*** Opening of Data provided ***

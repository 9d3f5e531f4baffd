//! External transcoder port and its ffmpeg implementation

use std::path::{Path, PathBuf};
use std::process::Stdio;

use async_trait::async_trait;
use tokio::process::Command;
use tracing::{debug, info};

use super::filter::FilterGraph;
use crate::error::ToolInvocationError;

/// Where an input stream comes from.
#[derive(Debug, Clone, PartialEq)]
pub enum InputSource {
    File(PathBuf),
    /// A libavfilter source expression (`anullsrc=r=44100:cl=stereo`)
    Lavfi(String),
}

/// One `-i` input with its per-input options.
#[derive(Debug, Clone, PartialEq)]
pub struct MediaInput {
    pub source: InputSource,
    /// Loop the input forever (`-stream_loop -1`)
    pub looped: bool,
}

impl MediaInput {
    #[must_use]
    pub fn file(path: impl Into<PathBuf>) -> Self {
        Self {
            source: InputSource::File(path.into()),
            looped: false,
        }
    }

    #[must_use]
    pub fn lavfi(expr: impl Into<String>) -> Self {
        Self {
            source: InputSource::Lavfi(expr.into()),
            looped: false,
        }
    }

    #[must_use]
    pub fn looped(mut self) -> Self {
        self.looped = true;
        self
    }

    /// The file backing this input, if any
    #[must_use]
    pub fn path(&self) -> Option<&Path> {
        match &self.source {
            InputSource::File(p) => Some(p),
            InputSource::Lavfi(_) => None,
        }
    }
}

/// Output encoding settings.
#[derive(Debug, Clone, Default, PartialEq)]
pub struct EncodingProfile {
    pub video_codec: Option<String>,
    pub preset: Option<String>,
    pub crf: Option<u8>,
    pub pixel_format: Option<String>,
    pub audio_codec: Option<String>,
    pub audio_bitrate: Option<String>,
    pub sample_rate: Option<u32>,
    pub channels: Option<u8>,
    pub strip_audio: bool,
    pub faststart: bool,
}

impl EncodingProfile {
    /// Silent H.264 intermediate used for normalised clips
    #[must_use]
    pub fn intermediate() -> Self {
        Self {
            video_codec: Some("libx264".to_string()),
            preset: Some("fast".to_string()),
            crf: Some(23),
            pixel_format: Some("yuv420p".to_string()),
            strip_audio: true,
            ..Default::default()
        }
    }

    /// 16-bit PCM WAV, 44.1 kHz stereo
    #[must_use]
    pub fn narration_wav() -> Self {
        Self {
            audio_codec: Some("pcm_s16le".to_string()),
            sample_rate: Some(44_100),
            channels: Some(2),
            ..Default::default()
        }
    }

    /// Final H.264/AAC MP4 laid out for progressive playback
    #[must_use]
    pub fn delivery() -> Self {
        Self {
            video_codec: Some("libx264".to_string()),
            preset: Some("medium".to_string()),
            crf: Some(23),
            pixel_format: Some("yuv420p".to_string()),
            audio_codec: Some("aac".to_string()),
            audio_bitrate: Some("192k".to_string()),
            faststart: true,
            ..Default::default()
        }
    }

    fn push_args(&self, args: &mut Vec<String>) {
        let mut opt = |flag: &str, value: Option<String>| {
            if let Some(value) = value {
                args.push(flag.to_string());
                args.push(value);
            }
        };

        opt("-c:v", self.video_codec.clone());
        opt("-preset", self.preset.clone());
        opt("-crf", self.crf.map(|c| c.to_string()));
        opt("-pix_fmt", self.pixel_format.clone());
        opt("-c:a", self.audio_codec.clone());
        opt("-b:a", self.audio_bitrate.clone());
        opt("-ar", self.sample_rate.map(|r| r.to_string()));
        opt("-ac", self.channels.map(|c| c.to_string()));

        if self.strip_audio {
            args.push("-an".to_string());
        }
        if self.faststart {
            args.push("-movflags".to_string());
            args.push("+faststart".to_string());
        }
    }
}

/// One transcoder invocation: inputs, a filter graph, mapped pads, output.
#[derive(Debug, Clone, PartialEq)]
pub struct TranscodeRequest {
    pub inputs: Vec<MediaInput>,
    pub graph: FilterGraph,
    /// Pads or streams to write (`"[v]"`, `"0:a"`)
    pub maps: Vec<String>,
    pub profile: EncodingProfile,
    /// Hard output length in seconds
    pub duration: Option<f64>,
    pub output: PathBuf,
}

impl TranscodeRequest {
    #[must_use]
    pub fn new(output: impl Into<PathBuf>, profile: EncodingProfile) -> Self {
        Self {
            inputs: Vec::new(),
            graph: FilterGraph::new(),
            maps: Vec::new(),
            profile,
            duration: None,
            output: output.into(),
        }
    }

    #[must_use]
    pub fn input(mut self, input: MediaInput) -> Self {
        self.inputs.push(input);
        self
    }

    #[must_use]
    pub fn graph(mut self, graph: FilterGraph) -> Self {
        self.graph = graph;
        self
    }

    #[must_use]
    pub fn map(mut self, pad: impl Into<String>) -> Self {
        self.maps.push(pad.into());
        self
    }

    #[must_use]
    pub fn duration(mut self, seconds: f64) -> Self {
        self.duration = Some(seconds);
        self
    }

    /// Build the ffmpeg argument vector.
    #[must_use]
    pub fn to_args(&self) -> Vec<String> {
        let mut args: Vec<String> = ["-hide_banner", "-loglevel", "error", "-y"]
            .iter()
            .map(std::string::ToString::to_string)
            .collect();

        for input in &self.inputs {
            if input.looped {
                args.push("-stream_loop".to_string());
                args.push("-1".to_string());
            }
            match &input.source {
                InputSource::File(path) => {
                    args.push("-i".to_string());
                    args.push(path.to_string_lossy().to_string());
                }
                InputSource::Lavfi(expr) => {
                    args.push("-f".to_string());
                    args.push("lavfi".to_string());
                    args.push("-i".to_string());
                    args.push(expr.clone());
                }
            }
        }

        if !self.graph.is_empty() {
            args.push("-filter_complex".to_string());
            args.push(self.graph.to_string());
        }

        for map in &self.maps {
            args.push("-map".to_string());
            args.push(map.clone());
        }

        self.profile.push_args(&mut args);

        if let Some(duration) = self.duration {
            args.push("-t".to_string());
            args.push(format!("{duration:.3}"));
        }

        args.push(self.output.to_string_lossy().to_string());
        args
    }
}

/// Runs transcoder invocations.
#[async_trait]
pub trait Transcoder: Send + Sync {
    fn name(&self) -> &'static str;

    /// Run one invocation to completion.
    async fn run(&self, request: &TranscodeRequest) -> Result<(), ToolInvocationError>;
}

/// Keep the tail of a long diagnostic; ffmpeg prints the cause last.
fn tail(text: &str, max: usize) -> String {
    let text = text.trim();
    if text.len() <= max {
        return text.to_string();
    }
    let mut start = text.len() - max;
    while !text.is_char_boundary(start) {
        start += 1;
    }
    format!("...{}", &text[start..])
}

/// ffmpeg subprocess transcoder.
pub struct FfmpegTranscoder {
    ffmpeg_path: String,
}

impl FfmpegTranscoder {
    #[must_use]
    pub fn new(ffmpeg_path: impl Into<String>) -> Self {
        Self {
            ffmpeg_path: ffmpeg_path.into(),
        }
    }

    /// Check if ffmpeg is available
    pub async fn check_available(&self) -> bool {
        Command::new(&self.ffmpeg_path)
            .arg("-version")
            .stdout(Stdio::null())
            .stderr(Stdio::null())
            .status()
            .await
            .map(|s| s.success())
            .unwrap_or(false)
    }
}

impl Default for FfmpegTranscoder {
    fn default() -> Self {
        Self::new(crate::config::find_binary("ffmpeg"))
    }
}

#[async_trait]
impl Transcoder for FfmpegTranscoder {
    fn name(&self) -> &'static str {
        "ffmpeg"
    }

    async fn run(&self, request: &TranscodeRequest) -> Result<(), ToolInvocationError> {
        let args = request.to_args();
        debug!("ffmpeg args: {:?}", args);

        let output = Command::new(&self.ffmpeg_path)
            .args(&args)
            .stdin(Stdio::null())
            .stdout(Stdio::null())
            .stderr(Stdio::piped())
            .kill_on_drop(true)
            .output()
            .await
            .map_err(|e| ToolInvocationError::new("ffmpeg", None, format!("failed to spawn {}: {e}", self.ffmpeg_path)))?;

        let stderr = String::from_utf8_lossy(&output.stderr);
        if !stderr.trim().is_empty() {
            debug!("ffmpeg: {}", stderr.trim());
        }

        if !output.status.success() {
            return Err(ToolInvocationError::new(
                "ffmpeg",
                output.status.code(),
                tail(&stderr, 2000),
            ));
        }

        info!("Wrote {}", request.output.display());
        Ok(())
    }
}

*** Close of Data provided ***

**Activity**: Determine how many lines of the material include the string "info". Output only that count.

**Expected answer**: 2